* **Exercise requirements**:
Which lines of the records below contain the word "ReadlineError"? Copy each of them out.

┄┄┄┄┄┄

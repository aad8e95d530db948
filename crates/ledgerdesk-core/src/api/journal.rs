use chrono::NaiveDate;

use ledgerdesk_domain::{EntityId, JournalEntry, JournalQuery};

use super::ErpApi;
use crate::error::{CoreError, CoreResult};
use crate::session::SessionStore;
use crate::transport::{ApiRequest, ApiTransport};
use crate::voucher_service::VoucherService;

impl<T: ApiTransport, S: SessionStore> ErpApi<T, S> {
    /// Validates a draft voucher against the chart and saves it.
    pub fn create_voucher(&self, entry: &JournalEntry) -> CoreResult<JournalEntry> {
        self.with_scope(|scope| scope.ensure_voucher(entry))?;
        let accounts = self.chart_of_accounts(entry.company_id)?;
        VoucherService::validate(entry, &accounts)?;

        let mut payload = entry.clone();
        if payload.created_by.is_none() {
            payload.created_by = Some(self.current_user()?.id);
        }
        let saved: JournalEntry =
            self.fetch(ApiRequest::post("/api/journal/entry").with_json(&payload)?)?;
        tracing::info!(
            voucher_type = %saved.voucher_type,
            voucher_no = saved.voucher_no.as_deref().unwrap_or("-"),
            "voucher saved"
        );
        Ok(saved)
    }

    pub fn journal_details(
        &self,
        company_id: EntityId,
        location_id: Option<EntityId>,
        query: &JournalQuery,
    ) -> CoreResult<Vec<JournalEntry>> {
        let request = self
            .scoped_query(ApiRequest::get("/api/journal/getJournalDetails"), company_id, location_id)?
            .with_optional_query("voucherType", query.voucher_type.map(wire_name))
            .with_optional_query("state", query.state.map(wire_name))
            .with_optional_query("from", query.from)
            .with_optional_query("to", query.to)
            .with_optional_query("voucherId", query.voucher_id);
        self.fetch(request)
    }

    pub fn voucher(&self, company_id: EntityId, voucher_id: EntityId) -> CoreResult<JournalEntry> {
        let query = JournalQuery {
            voucher_id: Some(voucher_id),
            ..JournalQuery::default()
        };
        self.journal_details(company_id, None, &query)?
            .into_iter()
            .find(|entry| entry.id == Some(voucher_id))
            .ok_or_else(|| CoreError::NotFound(format!("voucher {}", voucher_id)))
    }

    /// Posts a draft voucher as the signed-in user.
    pub fn post_voucher(&self, entry: &JournalEntry) -> CoreResult<()> {
        let voucher_id = VoucherService::ensure_postable(entry)?;
        self.with_scope(|scope| scope.ensure_voucher(entry))?;
        let user_id = self.current_user()?.id;
        self.fetch_unit(ApiRequest::post(format!(
            "/api/journal/postJournal/{}/{}",
            voucher_id, user_id
        )))?;
        tracing::info!(voucher_id, user_id, "voucher posted");
        Ok(())
    }

    pub fn reverse_voucher(
        &self,
        entry: &JournalEntry,
        reversal_date: NaiveDate,
        reason: &str,
    ) -> CoreResult<()> {
        let user_id = self.current_user()?.id;
        let request = VoucherService::reversal_request(entry, reversal_date, reason, Some(user_id))?;
        self.with_scope(|scope| scope.ensure_voucher(entry))?;
        self.fetch_unit(ApiRequest::post("/api/journal/reverseEntry").with_json(&request)?)?;
        tracing::info!(voucher_id = request.voucher_id, "voucher reversed");
        Ok(())
    }
}

/// The enum's JSON spelling, used as a query value.
fn wire_name<E: serde::Serialize>(value: E) -> String {
    serde_json::to_value(value)
        .ok()
        .and_then(|json| json.as_str().map(str::to_string))
        .unwrap_or_default()
}
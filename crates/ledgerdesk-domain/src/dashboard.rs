//! Executive dashboard figures returned by `/api/dashboard/*`.

use std::fmt;

use rust_decimal::Decimal;
use serde::{Deserialize, Serialize};

use crate::common::*;

#[derive(Debug, Clone, Copy, Serialize, Deserialize, PartialEq, Eq, Hash)]
#[serde(rename_all = "UPPERCASE")]
pub enum FundKind {
    Cash,
    Bank,
}

impl fmt::Display for FundKind {
    fn fmt(&self, f: &mut fmt::Formatter<'_>) -> fmt::Result {
        match self {
            FundKind::Cash => f.write_str("Cash"),
            FundKind::Bank => f.write_str("Bank"),
        }
    }
}

/// Current balance of one cash or bank account.
#[derive(Debug, Clone, Serialize, Deserialize, PartialEq)]
#[serde(rename_all = "camelCase")]
pub struct FundPosition {
    pub account: String,
    pub kind: FundKind,
    pub balance: Decimal,
}

impl Amounted for FundPosition {
    fn amount(&self) -> Decimal {
        self.balance
    }
}

/// One month of an income/expense/profit series. `month` is `YYYY-MM`.
#[derive(Debug, Clone, Serialize, Deserialize, PartialEq)]
#[serde(rename_all = "camelCase")]
pub struct MonthlyFigure {
    pub month: String,
    pub amount: Decimal,
}

impl Amounted for MonthlyFigure {
    fn amount(&self) -> Decimal {
        self.amount
    }
}

#[derive(Debug, Clone, Serialize, Deserialize, PartialEq)]
#[serde(rename_all = "camelCase")]
pub struct CostBreakdownItem {
    pub category: String,
    pub amount: Decimal,
}

impl Amounted for CostBreakdownItem {
    fn amount(&self) -> Decimal {
        self.amount
    }
}

/// Which monthly series a dashboard endpoint returns.
#[derive(Debug, Clone, Copy, PartialEq, Eq, Hash)]
pub enum DashboardSeries {
    Income,
    Expense,
    GrossProfit,
    NetProfit,
}

impl DashboardSeries {
    pub fn endpoint(self) -> &'static str {
        match self {
            DashboardSeries::Income => "getIncomeData",
            DashboardSeries::Expense => "getExpenseData",
            DashboardSeries::GrossProfit => "getGPData",
            DashboardSeries::NetProfit => "getNPData",
        }
    }
}

impl fmt::Display for DashboardSeries {
    fn fmt(&self, f: &mut fmt::Formatter<'_>) -> fmt::Result {
        let label = match self {
            DashboardSeries::Income => "Income",
            DashboardSeries::Expense => "Expense",
            DashboardSeries::GrossProfit => "Gross profit",
            DashboardSeries::NetProfit => "Net profit",
        };
        f.write_str(label)
    }
}
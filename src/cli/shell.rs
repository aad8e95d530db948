use std::{
    borrow::Cow,
    fmt,
    io::{self, BufRead},
};

use rustyline::{
    completion::{Completer, Pair},
    error::ReadlineError,
    highlight::Highlighter,
    hint::Hinter,
    history::DefaultHistory,
    validate::Validator,
    Cmd, Context as ReadlineContext, Editor, Helper, KeyEvent,
};
use shell_words::split;

use crate::cli::core::{CliError, CliMode, CommandError, LoopControl, ShellContext};
use crate::cli::output::info as output_info;
use crate::utils::build_info;

/// Presence of this variable switches the shell to reading commands from stdin.
pub const SCRIPT_ENV: &str = "LEDGERDESK_CLI_SCRIPT";

pub fn run_cli() -> Result<(), CliError> {
    let mode = if std::env::var_os(SCRIPT_ENV).is_some() {
        CliMode::Script
    } else {
        CliMode::Interactive
    };

    tracing::debug!(build = %build_info::current().short(), ?mode, "starting shell");
    let mut context = ShellContext::new(mode)?;

    match mode {
        CliMode::Interactive => run_interactive(&mut context),
        CliMode::Script => run_script(&mut context),
    }
}

fn run_interactive(context: &mut ShellContext) -> Result<(), CliError> {
    let mut editor = Editor::<CommandHelper, DefaultHistory>::new()?;
    editor.set_helper(Some(CommandHelper::new(context.registry.completion_table())));
    editor.bind_sequence(KeyEvent::from('?'), Cmd::Complete);

    output_info("LedgerDesk shell. Type `help` to list commands.");

    while context.running {
        let prompt = context.prompt();
        match editor.readline(&prompt) {
            Ok(line) => {
                let trimmed = line.trim();
                if trimmed.is_empty() {
                    continue;
                }

                editor.add_history_entry(trimmed).ok();

                match handle_line(context, trimmed) {
                    Ok(LoopControl::Continue) => {}
                    Ok(LoopControl::Exit) => break,
                    Err(err) => context.report_error(err)?,
                }
            }
            Err(ReadlineError::Interrupted) => {
                if context.confirm_exit()? {
                    break;
                }
            }
            Err(ReadlineError::Eof) => {
                output_info("Exiting shell.");
                break;
            }
            Err(err) => return Err(err.into()),
        }
    }

    Ok(())
}

fn run_script(context: &mut ShellContext) -> Result<(), CliError> {
    let stdin = io::stdin();
    for line in stdin.lock().lines() {
        if !context.running {
            break;
        }
        let line = line?;
        let trimmed = line.trim();
        if trimmed.is_empty() || trimmed.starts_with('#') {
            continue;
        }
        match handle_line(context, trimmed) {
            Ok(LoopControl::Continue) => {}
            Ok(LoopControl::Exit) => break,
            Err(err) => context.report_error(err)?,
        }
    }
    Ok(())
}

fn handle_line(context: &mut ShellContext, line: &str) -> Result<LoopControl, CommandError> {
    let tokens = match parse_command_line(line) {
        Ok(tokens) => tokens,
        Err(err) => {
            context.print_warning(&err.message);
            return Ok(LoopControl::Continue);
        }
    };

    let Some(raw) = tokens.first() else {
        return Ok(LoopControl::Continue);
    };

    let command = raw.to_lowercase();
    let args: Vec<&str> = tokens.iter().skip(1).map(String::as_str).collect();

    context.last_command = Some(line.to_string());
    tracing::debug!(command = %command, "dispatching");

    match context.dispatch(&command, raw, &args) {
        Ok(LoopControl::Exit) => {
            context.running = false;
            Ok(LoopControl::Exit)
        }
        other => other,
    }
}

/// Completes command names, then the chosen command's actions.
struct CommandHelper {
    commands: Vec<(String, Vec<String>)>,
}

impl CommandHelper {
    fn new(table: Vec<(&'static str, &'static [&'static str])>) -> Self {
        let mut commands: Vec<(String, Vec<String>)> = table
            .into_iter()
            .map(|(name, actions)| {
                (
                    name.to_ascii_lowercase(),
                    actions.iter().map(|action| action.to_string()).collect(),
                )
            })
            .collect();
        commands.sort_by(|a, b| a.0.cmp(&b.0));
        commands.dedup_by(|a, b| a.0 == b.0);
        Self { commands }
    }

    fn candidates(&self, words: &[&str], partial: &str) -> Vec<String> {
        let needle = partial.to_ascii_lowercase();
        let pool: Vec<&String> = match words {
            [] => self.commands.iter().map(|(name, _)| name).collect(),
            [command] => self
                .commands
                .iter()
                .find(|(name, _)| name.eq_ignore_ascii_case(command))
                .map(|(_, actions)| actions.iter().collect())
                .unwrap_or_default(),
            _ => Vec::new(),
        };
        pool.into_iter()
            .filter(|name| name.starts_with(&needle))
            .cloned()
            .collect()
    }
}

impl Helper for CommandHelper {}

impl Completer for CommandHelper {
    type Candidate = Pair;

    fn complete(
        &self,
        line: &str,
        pos: usize,
        _ctx: &ReadlineContext<'_>,
    ) -> rustyline::Result<(usize, Vec<Pair>)> {
        let prefix = &line[..pos];
        let start = prefix
            .rfind(char::is_whitespace)
            .map(|idx| idx + 1)
            .unwrap_or(0);
        let words: Vec<&str> = prefix[..start].split_whitespace().collect();

        let candidates = self
            .candidates(&words, &prefix[start..])
            .into_iter()
            .map(|name| Pair {
                display: name.clone(),
                replacement: name,
            })
            .collect();
        Ok((start, candidates))
    }
}

impl Hinter for CommandHelper {
    type Hint = String;
}

impl Highlighter for CommandHelper {
    fn highlight<'l>(&self, line: &'l str, _pos: usize) -> Cow<'l, str> {
        Cow::Borrowed(line)
    }
}

impl Validator for CommandHelper {}

pub(crate) fn parse_command_line(input: &str) -> Result<Vec<String>, ParseError> {
    split(input).map_err(|err| ParseError {
        message: err.to_string(),
    })
}

#[derive(Debug)]
pub(crate) struct ParseError {
    message: String,
}

impl fmt::Display for ParseError {
    fn fmt(&self, f: &mut fmt::Formatter<'_>) -> fmt::Result {
        write!(f, "{}", self.message)
    }
}

#[cfg(test)]
mod tests {
    use super::*;

    const VOUCHER: &[&str] = &["new", "list", "show", "post", "reverse"];
    const COA: &[&str] = &["list", "tree", "add", "edit"];
    const NONE: &[&str] = &[];

    fn helper() -> CommandHelper {
        CommandHelper::new(vec![("voucher", VOUCHER), ("version", NONE), ("coa", COA)])
    }

    #[test]
    fn completes_command_names_by_prefix() {
        assert_eq!(helper().candidates(&[], "ve"), vec!["version"]);
        assert_eq!(helper().candidates(&[], "v").len(), 2);
    }

    #[test]
    fn completes_actions_after_the_command() {
        assert_eq!(helper().candidates(&["voucher"], "p"), vec!["post"]);
        assert_eq!(helper().candidates(&["COA"], "t"), vec!["tree"]);
        assert!(helper().candidates(&["voucher", "post"], "").is_empty());
    }

    #[test]
    fn quoted_arguments_stay_together() {
        let tokens = parse_command_line(r#"voucher reverse 7 --reason "wrong account""#).unwrap();
        assert_eq!(tokens.last().map(String::as_str), Some("wrong account"));
        assert!(parse_command_line("coa add \"unterminated").is_err());
    }
}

┄┄┄┄┄┄

* **Final answer**:
    error::ReadlineError,
            Err(ReadlineError::Interrupted) => {
            Err(ReadlineError::Eof) => {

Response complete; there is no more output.